A small business loan affords you the luxury of being able to pay off the entirety of the funding in one go if you find that your business standpoint has improved dramatically. You won’t face any extra hidden fees for doing so, and you’ll be free from making any further repayments if you decide to take this path.

This ultimately means that if your loan is a major success and your new funds help to elevate your business to a much more comfortable level, you’ll have not only succeeded in using the money the correct way. You’ll also be able to move on from the loaning process completely, meaning you have no more ties to your small business loan at all.

You can use your small business loan to purchase anything you have in mind. If you think your company will be helped by taking on new staff, use the funding for that. If you happen to believe that extending your location or switching your business’ premises to somewhere new, then you can do that too.
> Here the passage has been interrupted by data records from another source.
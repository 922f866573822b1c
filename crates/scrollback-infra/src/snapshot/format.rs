//! On-disk format of a recorded session snapshot.

use serde::{Deserialize, Serialize};

use scrollback_types::chat::ChatHandle;
use scrollback_types::message::MessageModel;

/// A recorded messaging session: the owning identity plus every chat view.
#[derive(Debug, Clone, Serialize, Deserialize)]
pub struct SessionSnapshot {
    /// The session's own user identifier.
    pub own_id: String,
    #[serde(default, skip_serializing_if = "Option::is_none")]
    pub label: Option<String>,
    #[serde(default)]
    pub chats: Vec<ChatSnapshot>,
}

/// One chat view inside a snapshot.
///
/// `pages[0]` is the page materialized when the chat is first opened (the
/// most recent messages). Every later page is older than the one before it.
/// Messages inside a page are ordered earliest first.
#[derive(Debug, Clone, Serialize, Deserialize)]
pub struct ChatSnapshot {
    pub handle: ChatHandle,
    #[serde(default, skip_serializing_if = "Option::is_none")]
    pub name: Option<String>,
    /// Selector the chat's scroll container answers to. `None` means the
    /// container never renders.
    #[serde(default, skip_serializing_if = "Option::is_none")]
    pub container_selector: Option<String>,
    #[serde(default = "default_page_height")]
    pub page_height: u64,
    #[serde(default = "default_store_available")]
    pub store_available: bool,
    #[serde(default)]
    pub pages: Vec<Vec<MessageModel>>,
}

fn default_page_height() -> u64 {
    800
}

fn default_store_available() -> bool {
    true
}

impl ChatSnapshot {
    pub fn message_count(&self) -> usize {
        self.pages.iter().map(Vec::len).sum()
    }
}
The decision is left up to you, because we understand that you, as the owner of your business, is the only person that can truly know what you need.

Why is PDQ Funding right for your business?

PDQ Funding can help your small business grow by giving you the cash advance that you need to take your business to the next step in its journey.

As our website states, “PDQ cash advance is a short-term unsecured business funding product. Its name derives from a PDQ Card Payment Machine; this is where repayments for the PDQ cash advance are taken from at source. The repayments for the advance are charged at a percentage split. This is usually about 7% of each transaction goes towards repaying the unsecured cash advance.

Some businesses, like the hospitality industry have the seasonal cash flow this funding product is a perfect fit. It is suitable for businesses which take a percentage of their sales via card terminals.

If your business takes card payments and needs an unsecured business funding, then a business cash advance may be the right solution. It works in a similar way to a business loan but with flexible, instead of fixed, monthly repayments.

The merchant cash advance is normally paid back within a twelve to eighteen-month period, but you may apply for a top up cash advance in month four”.

If you’re uncertain weather you’d be successful in a small business loan application, you should be more optimistic than you’d think. Not only are many applications successful, lenders often prefer working with small businesses, and enjoy finding a way to accommodate them.

UK-based support

PDQ Funding is based in Chesterfield, Derbyshire.

As previously mentioned, your creditworthiness is an important factor. If you’re confident you’d be able to make your repayments it’s worth getting a quote.

Many small businesses use loans to help them grow in the direction they are looking to maximise their desired growth. This can be to fund a renovation, hire new staff, or even place large stock orders. Whatever it is you need to grow your business, you can get a quote today at PDQ Funding.